The time is ripe for courts to take a new look at jurisdictional issues involving national corporations. The business landscape that was in place when International Shoe and its progeny were decided is a thing of the past. In today's marketplace, consumers are bombarded with advertisements from companies in all parts of the country, not to mention across the globe, and they routinely shop and buy from foreign and out-of-state entities.
Internet-based product sales, as well as online contracts for employment and independent services, are a regular feature of today's economy. To allow such transactions without providing plaintiffs an effective mechanism for judicial relief for resulting injuries is unjust and short-sighted. If companies expect to be able to expand into other territories and realize revenue from such expansion, they should also be prepared to defend lawsuits in those same territories.

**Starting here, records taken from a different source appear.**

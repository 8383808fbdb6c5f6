//! Event series preparation.
//!
//! Turns a raw catalog into the daily count series the fitter consumes:
//!
//! 1. pick the mainshock (largest magnitude, first occurrence on ties)
//! 2. keep aftershocks: not the mainshock record, `M >= min_magnitude`, at or
//!    after the mainshock instant
//! 3. count them in 24-hour buckets whose edges sit at `T + n * 24h`
//!
//! Bucket `n` is reported at `t = n + 1` days. The Omori rate is singular at
//! `t = 0`, so the first bucket lands on `t = 1`. Empty buckets are dropped
//! rather than kept as zeros; sparse tails therefore bias `p` slightly upward.

use std::collections::BTreeMap;

use crate::domain::{AftershockSubset, DailyCount, DailyCountSeries, Mainshock, SeismicEvent};
use crate::error::PrepareError;

const MILLIS_PER_DAY: i64 = 24 * 60 * 60 * 1000;

/// Output of [`prepare_series`].
#[derive(Debug, Clone)]
pub struct PreparedSeries {
    pub mainshock: Mainshock,
    pub aftershock_count: usize,
    pub series: DailyCountSeries,
}

/// Run mainshock identification, aftershock filtering and daily bucketing.
pub fn prepare_series(events: &[SeismicEvent], min_magnitude: f64) -> Result<PreparedSeries, PrepareError> {
    let mainshock = identify_mainshock(events)?;
    log::info!(
        "mainshock: M{} at {} (catalog row {})",
        mainshock.magnitude(),
        mainshock.time(),
        mainshock.index + 1
    );

    let aftershocks = filter_aftershocks(events, &mainshock, min_magnitude)?;
    log::info!("aftershocks with M >= {min_magnitude}: {}", aftershocks.len());

    let series = bucket_daily(&aftershocks, &mainshock, min_magnitude)?;
    log::info!(
        "daily series: {} non-empty day(s), {} event(s)",
        series.len(),
        series.total_events()
    );

    Ok(PreparedSeries {
        mainshock,
        aftershock_count: aftershocks.len(),
        series,
    })
}

/// Select the event with the largest magnitude.
///
/// Only a strictly larger magnitude replaces the current best, so the first
/// of several equal maxima wins.
pub fn identify_mainshock(events: &[SeismicEvent]) -> Result<Mainshock, PrepareError> {
    let mut best: Option<(usize, &SeismicEvent)> = None;
    for (idx, event) in events.iter().enumerate() {
        match best {
            Some((_, current)) if event.magnitude <= current.magnitude => {}
            _ => best = Some((idx, event)),
        }
    }

    let (index, event) = best.ok_or(PrepareError::EmptyCatalog)?;
    Ok(Mainshock {
        index,
        event: event.clone(),
    })
}

/// Keep the events that count as aftershocks of `mainshock`.
///
/// The mainshock is excluded by catalog position, never by value, so a
/// duplicate row with the same time and magnitude still counts.
pub fn filter_aftershocks(
    events: &[SeismicEvent],
    mainshock: &Mainshock,
    min_magnitude: f64,
) -> Result<AftershockSubset, PrepareError> {
    let t0 = mainshock.time();
    let events: Vec<SeismicEvent> = events
        .iter()
        .enumerate()
        .filter(|(idx, _)| *idx != mainshock.index)
        .map(|(_, e)| e)
        .filter(|e| e.magnitude >= min_magnitude && e.timestamp >= t0)
        .cloned()
        .collect();

    if events.is_empty() {
        return Err(PrepareError::NoAftershocks { min_magnitude });
    }
    Ok(AftershockSubset { events })
}

/// Count aftershocks per mainshock-anchored day.
///
/// `min_magnitude` is only used to describe an empty result.
pub fn bucket_daily(
    aftershocks: &AftershockSubset,
    mainshock: &Mainshock,
    min_magnitude: f64,
) -> Result<DailyCountSeries, PrepareError> {
    let t0 = mainshock.time();
    let mut buckets: BTreeMap<i64, u64> = BTreeMap::new();

    for event in &aftershocks.events {
        let elapsed_ms = (event.timestamp - t0).num_milliseconds();
        if elapsed_ms < 0 {
            // Not an aftershock; `filter_aftershocks` never lets these through.
            continue;
        }
        *buckets.entry(elapsed_ms / MILLIS_PER_DAY).or_insert(0) += 1;
    }

    let points: Vec<DailyCount> = buckets
        .into_iter()
        .filter(|(_, count)| *count > 0)
        .map(|(day, count)| DailyCount {
            elapsed_days: day as f64 + 1.0,
            count,
        })
        .collect();

    for p in &points {
        log::debug!("bucket t={:.1}d count={}", p.elapsed_days, p.count);
    }

    if points.is_empty() {
        return Err(PrepareError::NoAftershocks { min_magnitude });
    }
    Ok(DailyCountSeries { points })
}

Should Mallory prevail, it is foreseeable that more cases will be filed in states that have mandatory jurisdiction clauses, and many more states may enact legislation requiring jurisdiction as a condition for out-of-state corporations to transact business within the borders of those states. In other words, the tide may finally be turning in favor of access to justice and leveling the playing field for plaintiffs, as well as providing real substance to corporate accountability.